Although the 5′ ss selection and its splicing are believed to be mainly determined by base pairing, it was reported that the key component of U1 snRNP, U1C, can recognize the 5′ ss in the absence of base pairing (Du and Rosbash 2002), suggesting other factors may also be involved in 5′ ss selection. The selection of the 5′ ss is a crucial step in pre-mRNA splicing, as it defines the boundaries of the intron–exon junction and affects the coding potential of the resulting mRNA. Many factors affect the selection of the 5′ ss, including the sequence of the ss, splicing regulatory elements, splicing factors, and their regulators (Reddy 2007; Gao et al. 2015). These factors are important for the selection of the alternative 5′ ss.
Genome-wide analyses of the transcripts and the ss of various species, including Arabidopsis (Arabidopsis thaliana), many other plants, and metazoans, revealed that GT-AG introns are the dominant types of introns, accounting for ∼98% of introns, while GC-AG introns, a typical type of noncanonical introns (Supplemental Fig.
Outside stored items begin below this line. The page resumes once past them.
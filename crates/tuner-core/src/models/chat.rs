use serde::{Deserialize, Serialize};

#[derive(Clone, Copy, Debug, PartialEq, Eq, Serialize, Deserialize)]
#[serde(rename_all = "snake_case")]
pub enum Role {
    User,
    Model,
}

/// One entry in the playground transcript.
#[derive(Clone, Debug, PartialEq, Eq, Serialize, Deserialize)]
pub struct ChatMessage {
    pub role: Role,
    pub text: String,
    #[serde(default, skip_serializing_if = "std::ops::Not::not")]
    pub is_error: bool,
}

impl ChatMessage {
    pub fn user(text: impl Into<String>) -> Self {
        Self {
            role: Role::User,
            text: text.into(),
            is_error: false,
        }
    }

    pub fn model(text: impl Into<String>) -> Self {
        Self {
            role: Role::Model,
            text: text.into(),
            is_error: false,
        }
    }

    pub fn model_error(text: impl Into<String>) -> Self {
        Self {
            role: Role::Model,
            text: text.into(),
            is_error: true,
        }
    }
}

/// Which generation strategy the next send uses. Session-scoped.
#[derive(Clone, Copy, Debug, Default, PartialEq, Eq)]
pub enum ModelSelection {
    Base,
    #[default]
    Tuned,
}

impl ModelSelection {
    pub fn display_name(self) -> &'static str {
        match self {
            ModelSelection::Base => "Base model",
            ModelSelection::Tuned => "Tuned model (simulated)",
        }
    }

    pub fn toggled(self) -> Self {
        match self {
            ModelSelection::Base => ModelSelection::Tuned,
            ModelSelection::Tuned => ModelSelection::Base,
        }
    }
}
pub mod app_controller;

pub use app_controller::{TrainingRun, TunerApp};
S1), account for ∼1% of introns (Sheth et al. 2006; Ye et al. 2017; Pucker and Brockington 2018; Frey and Pucker 2020). There are various sequence combinations at the 5′ ss of introns that should affect the efficiency and the selection of the 5′ ss (De Conti et al. 2012; Carranza et al. 2022). Previous studies of 5′ ss mainly focused on bioinformatic and statistical analysis of the sequence at the 5′ ss. However, the underlying molecular mechanism of these sequence variations and their consequences are not functionally dissected.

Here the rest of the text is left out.